I) A recorrente logo que tomou posse do imóvel (Jan/2008), reuniu com a Administração/recorrida, representada na altura pelo administrador Dr. Vítor, a fim de:

a) colher toda a documentação inerente à Galeria Comercial;

b) reclamar a imediata entrega das 16 montras, que até então a recorrida se tinha apoderado e arrendado a terceiros/lojistas, colhendo destes todos os proventos;

J) Com a entrada da nova Administração eleita quatro meses depois, em Abril de 2008, os novos eleitos

- Francisco (administrador e lojista do condomínio);

- Gonçalo (administrador, representante de lojista/condómino, e advogado do condomínio/Galeria comercial)

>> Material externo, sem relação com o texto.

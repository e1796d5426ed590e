use super::primitives::{LayerNorm, Linear, LinearInit, layer_norm};
use candle_core::{Module, Result, Tensor};
use candle_nn::{Dropout, VarBuilder};

#[derive(Debug, Clone)]
struct TransitionLayer {
    linear_1: Linear,
    linear_2: Linear,
    linear_3: Linear,
}

impl TransitionLayer {
    fn new(c: usize, vb: VarBuilder) -> Result<Self> {
        Ok(Self {
            linear_1: Linear::new(c, c, LinearInit::Relu, vb.pp("linear_1"))?,
            linear_2: Linear::new(c, c, LinearInit::Relu, vb.pp("linear_2"))?,
            linear_3: Linear::new(c, c, LinearInit::Final, vb.pp("linear_3"))?,
        })
    }
}

impl Module for TransitionLayer {
    fn forward(&self, s: &Tensor) -> Result<Tensor> {
        let update = self.linear_1.forward(s)?.relu()?;
        let update = self.linear_2.forward(&update)?.relu()?;
        let update = self.linear_3.forward(&update)?;
        s + update
    }
}

/// Residual feed-forward stack on the single representation, followed by dropout and layer norm.
#[derive(Debug, Clone)]
pub struct StructureModuleTransition {
    layers: Vec<TransitionLayer>,
    dropout: Dropout,
    layer_norm: LayerNorm,
}

impl StructureModuleTransition {
    pub fn new(c: usize, num_layers: usize, dropout_rate: f64, vb: VarBuilder) -> Result<Self> {
        let layers = (0..num_layers)
            .map(|i| TransitionLayer::new(c, vb.pp("layers").pp(i)))
            .collect::<Result<Vec<_>>>()?;
        Ok(Self {
            layers,
            dropout: Dropout::new(dropout_rate as f32),
            layer_norm: layer_norm(c, vb.pp("layer_norm"))?,
        })
    }

    pub fn forward(&self, s: &Tensor, train: bool) -> Result<Tensor> {
        let mut s = s.clone();
        for layer in &self.layers {
            s = layer.forward(&s)?;
        }
        let s = self.dropout.forward(&s, train)?;
        self.layer_norm.forward(&s)
    }
}
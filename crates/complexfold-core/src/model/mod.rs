//! # Learned Modules
//!
//! Parameterized modules built from a caller-supplied [`candle_nn::VarBuilder`].
//!
//! ## Key Components
//!
//! - [`outer_product_mean`] - Pair update from the MSA embedding, with chunked evaluation and
//!   optional in-place normalization
//! - [`structure_module`] - Iterative anchor refinement and frame expansion for mixed chains
//! - [`frames`] - Backbone frames, torsion-driven frame expansion and dense atom placement
//! - [`attention`], [`angle_resnet`], [`transition`] - Structure module collaborators
//! - [`config`] - Hyper-parameter structs with builders and validation
//!
//! ## Usage
//!
//! ```ignore
//! use complexfold::model::{StructureInput, StructureModule, StructureModuleConfigBuilder};
//!
//! let config = StructureModuleConfigBuilder::new()
//!     .c_s(384)
//!     .c_z(128)
//!     .c_ipa(16)
//!     .c_resnet(128)
//!     .no_heads_ipa(12)
//!     .no_qk_points(4)
//!     .no_v_points(8)
//!     .no_blocks(8)
//!     .build()?;
//! let module = StructureModule::new(&config, vb.pp("structure_module"))?;
//! let output = module.forward(&mut input, &butype, None, &partition, false)?;
//! ```

pub mod angle_resnet;
pub mod attention;
pub mod config;
pub mod error;
pub mod frames;
pub mod outer_product_mean;
pub mod primitives;
pub mod structure_module;
pub mod transition;

pub use attention::{InvariantPointAttention, SingleUpdate};
pub use config::{
    ConfigError, OuterProductMeanConfig, OuterProductMeanConfigBuilder, StructureModuleConfig,
    StructureModuleConfigBuilder,
};
pub use error::ModelError;
pub use outer_product_mean::OuterProductMean;
pub use structure_module::{StructureInput, StructureModule, StructureModuleOutput};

- Pedro (administrador do condomínio, representante de lojista/condómino, e sócio do advogado-administrador do condomínio/ Galeria Comercial).  

fizeram orelhas moucas aos acordos formulados com a anterior Administração, e continuaram a fruir abusiva e integralmente as montras, desprezando por completo a proprietária aqui recorrente.

L) Em 2008/04/30 a recorrente dirigiu à recorrida uma carta com o pagamento do seu condomínio (€1.204,60 – Doc. 4 e 4/A da Oposição), embora reconhecendo-se credora dos proventos das 16 montras dos meses entretanto vencidos Janeiro/Fevereiro/Março e Abril/2008 recebidos pela recorrida.

M) Em 20/06/2008, a recorrente reforçou uma vez mais a sua exigência com nova carta à dirigida à recorrida - (Doc. 5 da Oposição), a pedir contas relativamente às mostras que se recusavam a entregar, e continuamente delas a receber os proventos dos lojistas da Galeria Comercial.

N) Perante o reiterado silêncio da recorrida, a recorrente suspendeu os pagamentos mensais relativos ao condomínio da Loja 41, até que lhes fossem prestadas contas, ao mesmo tempo que imputou à recorrida através de carta de 2008/10/20 - (Doc. 6 da Oposição) o valor correspondente às receitas relativas a 16 montras, que eles ininterrupta e abusivamente, vinham a explorar sem o consentimento da requerente (o seu legal proprietário).

O) Em Outubro de 2008, a recorrente teve conhecimento, que a nova Administração da Galeria Comercial …, tinha realizado em 13/10/20008 uma Assembleia Geral Extraordinária, sem que para o efeito tivesse cumprido os requisitos legais relativos à notificação dos condóminos, e por isso ilegal, com a finalidade única de formalizar e instrumentalizar uma “Acta destinada a constituir título executivo” conforme cópia que se juntou sob o Doc. 7 da Oposição.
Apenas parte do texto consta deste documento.